Die indische Royal Enfield aber bleibt in der Garage … Foto: Klaus Petrus

Der einstige Teppichverkäufer ist beliebt im Laden, damals wie heute. Weil er kein Laueri und Schnörri ist, sondern ein Macher, einer, auf den Verlass ist, der zuhören kann, der auch mal «jetzt aber!» knurrt, aber niemals nachtragend ist. Fragt man Weggefährt*innen von heute wie von einst, kommt ein Charakter zusammen, den man selber auch gerne haben möchte, jedenfalls unsereins: der eines sanften, den Menschen zugeneigten, lässigen Grandseigneurs. Ob es denn im Leben des Seelenruhigen nie Augenblicke von Angst und Bange gab? Oh doch, sagt Maurer und erzählt vom Winter 2010/11. Damals lag er, ein dünner Strich von 53 Kilo, wochenlang im Spital: Pankreas, die Beschwerden halten bis heute an. Er beantragte eine IV-Teilrente, musste lange auf den am Ende für ihn positiven Entscheid warten. Zu jener Zeit habe er schlaflose Nächte ohne Ende gehabt und auch Schiss, sagt Maurer, auf seinem Handy ertönte als Klingelton «Spiel mir das Lied vom Tod».
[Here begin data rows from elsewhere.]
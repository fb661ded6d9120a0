//! Cache administration endpoints.
//!
//! GET  /api/v1/cache/status: workout index state and cache sizes
//! POST /api/v1/cache/clear: drop every cache; the next reads repopulate

use axum::extract::State;
use axum::http::StatusCode;
use axum::Json;
use serde::Serialize;
use utoipa::ToSchema;

use crate::services::analytics::SharedAnalytics;
use crate::services::workout_index::IndexStatus;

#[derive(Debug, Serialize, ToSchema)]
pub struct CacheStatus {
    pub workout_index: IndexStatus,
    /// Cached PMC reports
    pub pmc_entries: usize,
    /// Cached dashboard snapshots
    pub dashboard_entries: usize,
    /// Cached health history windows
    pub health_history_entries: usize,
}

/// Get the workout index state and cache sizes.
#[utoipa::path(
    get,
    path = "/api/v1/cache/status",
    tag = "Cache",
    responses(
        (status = 200, description = "Current cache status", body = CacheStatus),
    )
)]
pub async fn get_cache_status(State(analytics): State<SharedAnalytics>) -> Json<CacheStatus> {
    let (pmc_entries, dashboard_entries) = analytics.cache_sizes().await;
    Json(CacheStatus {
        workout_index: analytics.index_status().await,
        pmc_entries,
        dashboard_entries,
        health_history_entries: analytics.cached_health_histories().await,
    })
}

/// Clear every cache and the workout index.
#[utoipa::path(
    post,
    path = "/api/v1/cache/clear",
    tag = "Cache",
    responses(
        (status = 204, description = "Caches cleared"),
    )
)]
pub async fn clear_caches(State(analytics): State<SharedAnalytics>) -> StatusCode {
    analytics.clear_caches().await;
    tracing::info!("Cache: cleared on request");
    StatusCode::NO_CONTENT
}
Im Spital beginnt ein neues Leben

Doch hat jedes Grauen auch sein Gutes. Im Spital lernt Maurer Angela kennen, die in den Neunzigerjahren mit ihrer Familie vor dem Krieg aus Bosnien in die Schweiz fliehen musste. Auch sie eine vom Leben geprüfte und liegt voller Schrauben und Metallplatten vor der siebten Rücken-OP im Krankenbett drei Etagen über Fredi. «Wachst du auf, werde ich da sein», sagt dieser zu ihr, und Angela ergibt sich entspannt der Narkose. Anderntags ist es um die beiden geschehen, sie sind bis heute ein Paar.
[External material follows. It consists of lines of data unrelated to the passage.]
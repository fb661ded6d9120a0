//! Dashboard endpoint.
//!
//! GET /api/v1/dashboard: health, PMC, recent workouts, calories and weight
//! for one day. Each section is `{"ok": ...}` or `{"error": "..."}`, so one
//! failing source never hides the others.

use axum::extract::{Query, State};
use axum::Json;

use crate::errors::{AppError, ErrorResponse};
use crate::helpers::parse_date_param;
use crate::routes::pmc::{WindowQuery, DEFAULT_WINDOW_DAYS};
use crate::services::analytics::SharedAnalytics;
use crate::services::dashboard::DashboardSnapshot;
use crate::services::performance::MAX_WINDOW_DAYS;

/// Get the dashboard snapshot for a date.
#[utoipa::path(
    get,
    path = "/api/v1/dashboard",
    tag = "Dashboard",
    params(WindowQuery),
    responses(
        (status = 200, description = "Dashboard sections", body = DashboardSnapshot),
        (status = 400, description = "Invalid date or window", body = ErrorResponse),
    )
)]
pub async fn get_dashboard(
    State(analytics): State<SharedAnalytics>,
    Query(params): Query<WindowQuery>,
) -> Result<Json<DashboardSnapshot>, AppError> {
    let date = parse_date_param(params.date.as_deref())?;
    let days = params.days.unwrap_or(DEFAULT_WINDOW_DAYS);
    if !(1..=MAX_WINDOW_DAYS).contains(&days) {
        return Err(AppError::BadRequest(format!(
            "days must be between 1 and {}",
            MAX_WINDOW_DAYS
        )));
    }
    let snapshot = analytics.dashboard(date, days).await?;
    Ok(Json(snapshot.as_ref().clone()))
}

#[cfg(test)]
mod tests {
    use super::*;
    use crate::services::analytics::{Analytics, AnalyticsConfig};
    use crate::services::store::fake::FakeStore;
    use std::sync::Arc;

    #[tokio::test]
    async fn test_store_outage_yields_error_sections_not_failure() {
        let store = Arc::new(FakeStore::default());
        store.fail("daily_calories");
        let state: SharedAnalytics = Arc::new(Analytics::new(store, AnalyticsConfig::default()));

        let Json(snapshot) = get_dashboard(
            State(state),
            Query(WindowQuery {
                date: Some("2026-03-01".to_string()),
                days: Some(7),
            }),
        )
        .await
        .unwrap();
        assert_eq!(snapshot.sections.len(), 5);
        assert!(!snapshot.sections["calories"].is_ok());
        assert!(snapshot.sections["health"].is_ok());
    }

    #[tokio::test]
    async fn test_window_out_of_range() {
        let state: SharedAnalytics = Arc::new(Analytics::new(
            Arc::new(FakeStore::default()),
            AnalyticsConfig::default(),
        ));
        let result = get_dashboard(
            State(state),
            Query(WindowQuery {
                date: None,
                days: Some(MAX_WINDOW_DAYS + 1),
            }),
        )
        .await;
        assert!(matches!(result, Err(AppError::BadRequest(_))));
    }
}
Was noch? Einen wie Maurer fragen, wie es sein wird im Dezember, wenn er hochoffiziell in Rente geht? Seine Antwort: «Dann wird der Wecker am Morgen nicht mehr läuten.» Vielleicht werde er in ein Loch fallen, jenu, vielleicht auch nicht. Sorgen um die Zukunft? Die Welt spiele verrückt, sie werde regiert von lauter aufgeblasenen Egos, nicht zu glauben sei das! Maurer schüttelt den Kopf, hält ein Weilchen inne. Über seine Nachfolge bei Surprise dagegen mache er sich keine Gedanken, alles paletti in Bern, die Leute da würden den Laden auch ohne ihn schmeissen. Nur dürfe man ob aller Sozialarbeit den Vertrieb und Verkauf nicht vergessen, denn am Ende sei die Rechnung eine ganz, ganz einfache, gibt Maurer zu bedenken: «Mehr verkaufte Hefte gleich mehr Unterstützung für unsere Leute. Deshalb um alte Standplätze kämpfen und neue dazugewinnen. Das war vor zwanzig Jahren so, und so ist es heute.»

Für ihn selber wird es finanziell eng werden in den kommenden Jahren, das weiss Maurer. Und zitiert, freilich mit einem Schmunzeln, den Kalenderspruch «Weniger ist mehr». Sich verschmälern, nennt er das: Ein paar Teppiche verkaufen (schweren Herzens zwar), einige Raritäten, am Ende alles, worauf einer wie er verzichten kann. Nur, um Himmelsgottwillen, den Töff nicht, richtigerweise: das Motorrad, eine Royal Enfield Bullet 500 aus Indien. Die bleibt, solange er aufs Ross steigen kann. Und wenn alle Stricke reissen (was Stricke selten tun), so sagt Maurer, «gehe ich halt Surprise verkaufen».